2Lettres de Gustave Flaubert à Louise Colet

I
Mardi soir, minuit. 4 Août 1846.

Il y a douze heures, nous étions encore ensemble ; hier à cette heure-ci, je te tenais dans mes bras... t'en souviens-tu ? Comme c'est déjà loin ! La nuit maintenant est chaude et douce ; j'entends le grand tulipier, qui est sous ma fenêtre, frémir au vent et, quand je lève la tête, je vois la lune se mirer dans la rivière.

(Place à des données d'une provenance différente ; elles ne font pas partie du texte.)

use std::fmt;
use std::str::FromStr;

use serde::{Deserialize, Serialize};
use sqlx::FromRow;
use time::OffsetDateTime;

#[derive(Debug, Clone, Copy, PartialEq, Eq, Serialize, Deserialize)]
pub enum RequestStatus {
    Pending,
    Approved,
    Rejected,
}

impl RequestStatus {
    pub fn as_str(&self) -> &'static str {
        match self {
            RequestStatus::Pending => "Pending",
            RequestStatus::Approved => "Approved",
            RequestStatus::Rejected => "Rejected",
        }
    }
}

impl fmt::Display for RequestStatus {
    fn fmt(&self, f: &mut fmt::Formatter<'_>) -> fmt::Result {
        f.write_str(self.as_str())
    }
}

impl FromStr for RequestStatus {
    type Err = anyhow::Error;

    fn from_str(s: &str) -> Result<Self, Self::Err> {
        [RequestStatus::Pending, RequestStatus::Approved, RequestStatus::Rejected]
            .into_iter()
            .find(|st| st.as_str().eq_ignore_ascii_case(s.trim()))
            .ok_or_else(|| anyhow::anyhow!("unknown request status {:?}", s))
    }
}

/// Request row joined with its pet and requester.
#[derive(Debug, Clone, FromRow)]
pub struct AdoptionRequestRow {
    pub id: i64,
    pub pet_id: i64,
    pub pet_name: String,
    pub pet_owner_id: i64,
    pub user_id: i64,
    pub requester_username: String,
    pub message: Option<String>,
    pub status: String,
    pub request_date: OffsetDateTime,
}

#[derive(Debug, Clone, Serialize)]
pub struct AdoptionRequest {
    pub id: i64,
    pub pet_id: i64,
    pub pet_name: String,
    pub pet_owner_id: i64,
    pub user_id: i64,
    pub requester_username: String,
    pub message: Option<String>,
    pub status: RequestStatus,
    #[serde(with = "time::serde::rfc3339")]
    pub request_date: OffsetDateTime,
}

impl TryFrom<AdoptionRequestRow> for AdoptionRequest {
    type Error = anyhow::Error;

    fn try_from(r: AdoptionRequestRow) -> Result<Self, Self::Error> {
        Ok(Self {
            id: r.id,
            pet_id: r.pet_id,
            pet_name: r.pet_name,
            pet_owner_id: r.pet_owner_id,
            user_id: r.user_id,
            requester_username: r.requester_username,
            message: r.message,
            status: r.status.parse()?,
            request_date: r.request_date,
        })
    }
}
use crate::config::AppConfig;
use crate::db;
use crate::storage::{Storage, StorageClient};
use sqlx::SqlitePool;
use std::sync::Arc;

#[derive(Clone)]
pub struct AppState {
    pub db: SqlitePool,
    pub config: Arc<AppConfig>,
    pub storage: Arc<dyn StorageClient>,
}

impl AppState {
    pub async fn init() -> anyhow::Result<Self> {
        let config = Arc::new(AppConfig::from_env()?);

        let db = db::connect(&config.database_url).await?;
        db::migrate(&db).await?;

        let storage = Arc::new(Storage::new(&config.storage).await?) as Arc<dyn StorageClient>;

        Ok(Self {
            db,
            config,
            storage,
        })
    }
}
use std::net::SocketAddr;

use axum::Router;
use tower_http::{cors::CorsLayer, trace::TraceLayer};

use crate::state::AppState;
use crate::{adoptions, auth, pets, routes};

pub fn build_app(state: AppState) -> Router {
    Router::new()
        .merge(routes::router())
        .merge(auth::router())
        .merge(pets::router())
        .merge(adoptions::router())
        .with_state(state)
        .layer(CorsLayer::permissive())
        .layer(
            TraceLayer::new_for_http()
                .make_span_with(|req: &axum::http::Request<_>| {
                    let method = req.method().clone();
                    let uri = req.uri().clone();
                    tracing::info_span!("http_request", %method, uri = %uri, status = tracing::field::Empty)
                })
                .on_response(
                    |res: &axum::http::Response<_>,
                     _latency: std::time::Duration,
                     span: &tracing::Span| {
                        let status = res.status();
                        span.record("status", tracing::field::display(status));
                        if status.is_server_error() {
                            tracing::error!(%status, "response");
                        } else {
                            tracing::info!(%status, "response");
                        }
                    },
                ),
        )
}

pub async fn serve(app: Router) -> anyhow::Result<()> {
    let addr: SocketAddr = format!(
        "{}:{}",
        std::env::var("APP_HOST").unwrap_or_else(|_| "0.0.0.0".into()),
        std::env::var("APP_PORT").unwrap_or_else(|_| "8080".into())
    )
    .parse()?;

    tracing::info!("listening on {}", addr);
    let listener = tokio::net::TcpListener::bind(addr).await?;
    axum::serve(listener, app).await?;
    Ok(())
}
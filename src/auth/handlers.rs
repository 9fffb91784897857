use axum::{
    extract::{FromRef, State},
    http::StatusCode,
    routing::{get, post},
    Json, Router,
};
use tracing::{info, instrument, warn};

use crate::{
    auth::{
        dto::{AuthResponse, LoginRequest, LogoutResponse, PublicUser, RefreshRequest, SignupRequest},
        repo_types::User,
        services::{self, AuthUser, JwtKeys},
    },
    error::{AppError, AppResult},
    state::AppState,
};

pub fn auth_routes() -> Router<AppState> {
    Router::new()
        .route("/signup/", post(signup))
        .route("/login/", post(login))
        .route("/logout/", post(logout))
        .route("/token/refresh/", post(refresh))
}

pub fn me_routes() -> Router<AppState> {
    Router::new().route("/me/", get(get_me))
}

fn issue_tokens(state: &AppState, user: User) -> AppResult<AuthResponse> {
    let keys = JwtKeys::from_ref(state);
    let access_token = keys.sign_access(user.id)?;
    let refresh_token = keys.sign_refresh(user.id)?;
    Ok(AuthResponse {
        access_token,
        refresh_token,
        user: PublicUser {
            id: user.id,
            username: user.username,
        },
    })
}

#[instrument(skip(state, payload))]
pub async fn signup(
    State(state): State<AppState>,
    Json(payload): Json<SignupRequest>,
) -> AppResult<(StatusCode, Json<AuthResponse>)> {
    let user = services::signup(
        &state.db,
        &payload.username,
        &payload.password,
        &payload.password_confirm,
    )
    .await?;
    Ok((StatusCode::CREATED, Json(issue_tokens(&state, user)?)))
}

#[instrument(skip(state, payload))]
pub async fn login(
    State(state): State<AppState>,
    Json(payload): Json<LoginRequest>,
) -> AppResult<Json<AuthResponse>> {
    let user = services::authenticate(&state.db, &payload.username, &payload.password).await?;
    info!(user_id = user.id, username = %user.username, "user logged in");
    Ok(Json(issue_tokens(&state, user)?))
}

#[instrument(skip(state, payload))]
pub async fn refresh(
    State(state): State<AppState>,
    Json(payload): Json<RefreshRequest>,
) -> AppResult<Json<AuthResponse>> {
    let keys = JwtKeys::from_ref(&state);
    let claims = keys.verify_refresh(&payload.refresh_token).map_err(|e| {
        warn!(error = %e, "refresh rejected");
        AppError::Unauthorized("Invalid refresh token".into())
    })?;

    let user = User::find_by_id(&state.db, claims.sub)
        .await?
        .ok_or_else(|| AppError::Unauthorized("User not found".into()))?;
    Ok(Json(issue_tokens(&state, user)?))
}

/// Tokens are stateless; the client drops them.
#[instrument]
pub async fn logout(AuthUser(user_id): AuthUser) -> Json<LogoutResponse> {
    info!(user_id, "user logged out");
    Json(LogoutResponse {
        message: "Logged out".into(),
    })
}

#[instrument(skip(state))]
pub async fn get_me(
    State(state): State<AppState>,
    AuthUser(user_id): AuthUser,
) -> AppResult<Json<PublicUser>> {
    let user = User::find_by_id(&state.db, user_id)
        .await?
        .ok_or_else(|| AppError::Unauthorized("User not found".into()))?;

    Ok(Json(PublicUser {
        id: user.id,
        username: user.username,
    }))
}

Tes petites pantoufles sont là pendant que je t'écris ; je les ai sous les yeux, je les regarde. Je viens de ranger, tout seul et bien enfermé, tout ce que tu m'as donné ; tes deux lettres sont dans le sachet brodé ; je vais les relire quand j'aurai cacheté la mienne. Je n'ai pas voulu prendre pour t'écrire mon papier à lettres ; il est bordé de noir ; que rien de triste ne vienne de moi vers toi ! Je voudrais ne te causer que de la joie et t'entourer d'une félicité calme et continue pour te payer un peu de tout ce que tu m'as donné à pleines mains dans la générosité de ton amour. J'ai peur d'être froid, sec, égoïste, et Dieu sait pourtant ce qui, à cette heure, se passe en moi. Quel souvenir ! et quel désir ! Ah ! nos deux bonnes promenades en calèche ! Qu'elles étaient belles, la seconde surtout avec ses éclairs ! Je me rappelle la couleur des arbres éclairés par les lanternes, et le balancement des ressorts ; nous étions seuls, heureux. Je contemplais ta tête dans la nuit ; je la voyais malgré les ténèbres ; tes yeux t'éclairaient toute la figure. Il me semble que j'écris mal ; tu vas lire ça froidement ; je ne dis rien de ce que je veux dire. C'est que mes phrases se heurtent comme des soupirs ; pour les comprendre il faut combler ce qui sépare l'une de l'autre ; tu le feras, n'est-ce pas ? Rêveras-tu à chaque lettre, à chaque signe de l'écriture ? Comme moi, en regardant tes petites pantoufles brunes, je songe aux mouvements de ton pied quand il les emplissait et qu'elles en étaient chaudes... le mouchoir est dedans...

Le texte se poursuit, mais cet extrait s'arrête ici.